= Sebastian Benefield =

English clergyman & academic (1559–1630)

Sebastian Benefield (1559–1630) was an English clergyman and academic.

==Life==
He was a native of Prestbury, Gloucestershire, where he was born on 12 August 1559. He was admitted scholar of Corpus Christi College, Oxford, on 30 August 1586. He is found probationer-fellow of the same college 16 April 1590. Shortly afterwards he took his degrees of B.A. and M.A., and, obtaining licence with holy orders, soon came to be known as a preacher. In 1599 he was appointed rhetoric reader of his college, and m 1600 was admitted as reader of the sentences.
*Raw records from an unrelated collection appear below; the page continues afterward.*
//! Observability utilities.

use crate::types::ObservabilityConfig;
use std::sync::OnceLock;
use tracing_subscriber::{fmt, prelude::*, EnvFilter};

static TRACING_INIT: OnceLock<()> = OnceLock::new();

/// Initialize tracing subscriber once for the process.
///
/// Output goes to stderr; stdout carries frames in stdio mode. Log format
/// follows `config.json_logs` and can be forced to JSON via
/// `ALERT_HELPERS_LOG_FORMAT=json`. Filter comes from `RUST_LOG`, falling
/// back to `config.log_level`.
pub fn init_tracing(config: &ObservabilityConfig) {
    TRACING_INIT.get_or_init(|| {
        let env_filter = EnvFilter::try_from_default_env()
            .unwrap_or_else(|_| fallback_filter(config));
        let json = use_json(config, std::env::var("ALERT_HELPERS_LOG_FORMAT").ok().as_deref());

        let result = if json {
            tracing_subscriber::registry()
                .with(env_filter)
                .with(fmt::layer().json().with_writer(std::io::stderr))
                .try_init()
        } else {
            tracing_subscriber::registry()
                .with(env_filter)
                .with(fmt::layer().compact().with_writer(std::io::stderr))
                .try_init()
        };

        if let Err(err) = result {
            eprintln!("tracing init skipped: {err}");
        }
    });
}

/// Filter from the configured level; unparsable levels fall back to `info`.
fn fallback_filter(config: &ObservabilityConfig) -> EnvFilter {
    EnvFilter::try_new(&config.log_level).unwrap_or_else(|_| EnvFilter::new("info"))
}

fn use_json(config: &ObservabilityConfig, format_env: Option<&str>) -> bool {
    config.json_logs || format_env.is_some_and(|v| v.eq_ignore_ascii_case("json"))
}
In 1608 he proceeded D.D. In 1613 he was chosen Margaret professor of divinity in the university. He resigned his professorship in 1614 and retired to the rectory of Meysey-Hampton. He died in his parsonage-house 24 August 1630, and was buried in the chancel of his church the 29th of the same month.

==Works==
- 'Doctrinae Christianae sex Capita totidem Praelectionibus in Schola Theologica Oxoniensi pro forma habitis discussa et disceptata,' 1610. An appendix entitled 'Appendix ad Caput secundum de Consiliis Evangelicis . . . adversus Humphredum Leach,' argues against his antagonist.
- 'Eight Sermons publicly preached in the University of Oxford, the second at St. Peter's in-the-East, the rest at St. Mary's church. Began 14 Dec. 1595,' 1614.
- 'The Sin against the Holy Ghost discovered, and other Christian Doctrines delivered in Twelve Sermons upon part of the Tenth Chapter of the Epistle to the Hebrews,' 1615.
- Commentary on the minor prophet Amos (1613, 1620, 1629). It is somewhat scholastic and dry, but suggestive and practical. The commentary was translated into Latin by Henry Jackson (Oppenheim, 1615), who ultimately succeeded him at Meysey-Hampton.
- 'Praelectiones de Perseverantia Sanctorum' (Frankfort, 1618), a Calvinist work.